Which leads to another staring point for Wenjen's story: her willingness to take on risk and either build on her success or rebound from her mistakes. She left what was still MacTemps and got her MBA at UCLA in 1993. When she subsequently started her own women's golf apparel business in California with a business school classmate, the chemistry this time wasn't the same as her first business venture's.

Wenjen left to do consulting and after several years, still on the MacTemps board and attending the twice-a-year gatherings of all employees, she became intrigued with the possibilities of MacTemp's new independent professional offerings.

"I moved back about four years ago and pretty much work on something different ever year," she says.

Around that time, the co-founders rebranded the company and named it Aquent, meaning "not a follower." The company was no longer just Macintosh and temp placement, but instead the largest front-end Web design and development company in the U.S. and the largest creative talent agency in the world.

The unconventional approach is always testing the waters rather than waiting and scrambling to follow the innovators. The company motto, Wenjen notes, is "fail often, fail fast, fail cheaply."

Wenjen readily admits to her own two recent failures: AquentDirect, a recruiting/hiring online model for accountants that flew in the face of the time it takes to make the right placement, and the independent professional-targeted Webzine, 1099, and its paper counterpart, 1099 Magazine, that garnered accolades but didn't have the quick-hit competitive edge.

'I think what's so great about the culture here is we view new attempts as a learning opportunity, and we take what we learn and make it an ongoing, evolutionary process," Wenjen says. "You have a lot of things in the hopper and you know not everything is going to work. The whole point is to find the nugget of the things that do work, take the lessons from the things that don't work, and that's how you stay ahead."

There are, of course, obvious successes, including the country's first graphic design placement service, Portfolio, established in 1995; WebStaff, the first Web placement service, in 1998; and, in 1999, Aquent Fast Cash, the invoicing service that, for a small fee, pays freelancers up front and collects on their billings.

Last December, Aquent acquired the larger Waltham-based Renaissance Worldwide and took the public company private to add back-end IT capabilities to its front-end Web expertise.

The acquisition brings Wenjen and the Aquent story back to a new beginning of sorts, to the new start of a series of new iterations that will lead to the next gems.
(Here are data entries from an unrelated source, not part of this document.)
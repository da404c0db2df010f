//! Command table and the custom help listing.

use crate::domain::PayoutTable;

/// Static description of one chat command.
#[derive(Debug, Clone, Copy)]
pub struct CommandSpec {
    pub name: &'static str,
    pub aliases: &'static [&'static str],
    pub args: &'static str,
    pub description: &'static str,
}

impl CommandSpec {
    /// Usage line with the given prefix, e.g. "c!pay <@user> <amount>".
    pub fn usage(&self, prefix: &str) -> String {
        if self.args.is_empty() {
            format!("{}{}", prefix, self.name)
        } else {
            format!("{}{} {}", prefix, self.name, self.args)
        }
    }

    fn matches(&self, name: &str) -> bool {
        self.name == name || self.aliases.contains(&name)
    }
}

pub const BALANCE: CommandSpec = CommandSpec {
    name: "balance",
    aliases: &["bal"],
    args: "",
    description: "Show your coin balance",
};

pub const PAY: CommandSpec = CommandSpec {
    name: "pay",
    aliases: &["give"],
    args: "<@user> <amount>",
    description: "Send coins to another user",
};

pub const BET: CommandSpec = CommandSpec {
    name: "bet",
    aliases: &["gamble"],
    args: "<game> <wager>",
    description: "Wager coins on a game (or use the game name directly)",
};

pub const HISTORY: CommandSpec = CommandSpec {
    name: "history",
    aliases: &[],
    args: "",
    description: "Show your recent games",
};

pub const TOP: CommandSpec = CommandSpec {
    name: "top",
    aliases: &["leaderboard"],
    args: "",
    description: "Show the richest users",
};

pub const HELP: CommandSpec = CommandSpec {
    name: "help",
    aliases: &[],
    args: "",
    description: "Show this message",
};

/// Every command in help order.
pub const COMMANDS: &[CommandSpec] = &[BALANCE, PAY, BET, HISTORY, TOP, HELP];

/// Short names accepted for gambling variants.
pub const VARIANT_ALIASES: &[(&str, &str)] = &[("cf", "coinflip"), ("flip", "coinflip"), ("roll", "dice")];

/// Find a command by name or alias (lowercase).
pub fn lookup(name: &str) -> Option<&'static CommandSpec> {
    COMMANDS.iter().find(|spec| spec.matches(name))
}

/// Resolve a variant alias to its full name.
pub fn resolve_variant_alias(name: &str) -> &str {
    VARIANT_ALIASES
        .iter()
        .find(|(alias, _)| *alias == name)
        .map(|(_, full)| *full)
        .unwrap_or(name)
}

/// Help message listing commands and the games with their odds.
pub fn render_help(prefix: &str, payouts: &PayoutTable) -> String {
    let mut out = String::from("🎲 **Cheapo Bot commands**\n");

    for spec in COMMANDS {
        out.push_str(&format!("`{}`: {}", spec.usage(prefix), spec.description));
        if !spec.aliases.is_empty() {
            let aliases: Vec<String> = spec.aliases.iter().map(|a| format!("{}{}", prefix, a)).collect();
            out.push_str(&format!(" (also {})", aliases.join(", ")));
        }
        out.push('\n');
    }

    out.push_str("\n🎰 **Games**\n");
    for (name, rule) in payouts.iter() {
        out.push_str(&format!(
            "`{}{} <wager>`: {:.0}% chance to win, pays {}x\n",
            prefix,
            name,
            rule.win_probability * 100.0,
            rule.payout_multiplier
        ));
    }

    out.push_str("\nChat to earn coins: every 10 messages pays a reward.");
    out
}

#[cfg(test)]
mod tests {
    use super::*;
    use crate::domain::PayoutRule;

    #[test]
    fn test_lookup_by_alias() {
        assert_eq!(lookup("bal").map(|s| s.name), Some("balance"));
        assert_eq!(lookup("leaderboard").map(|s| s.name), Some("top"));
        assert!(lookup("steal").is_none());
    }

    #[test]
    fn test_usage_includes_prefix() {
        assert_eq!(PAY.usage("c!"), "c!pay <@user> <amount>");
        assert_eq!(BALANCE.usage("!"), "!balance");
    }

    #[test]
    fn test_help_lists_every_command_and_game() {
        let payouts = PayoutTable::new([("coinflip", PayoutRule::new(0.5, 2))]);
        let help = render_help("c!", &payouts);

        for spec in COMMANDS {
            assert!(help.contains(&spec.usage("c!")), "missing {}", spec.name);
        }
        assert!(help.contains("c!coinflip <wager>"));
        assert!(help.contains("50% chance"));
    }
}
"Were excited about this additional IT capability. It's like we're in a broader field now and we'll be thinking about competitive edge in this new space," Wenjen says, "about how we can come at it, about how do we take our creative and now our IT capabilities and slice and dice that for the competitive advantage in what our clients are facing."

As enthusiastic as Wenjen is about running with Aquent's next steps, she's just as mindful of keeping her feet firmly on the ground.

"You know you're only as good as your last placement, and you have to remember that," Wenjen says. "It's all about getting better, because there is no time to rest on your laurels in the service business.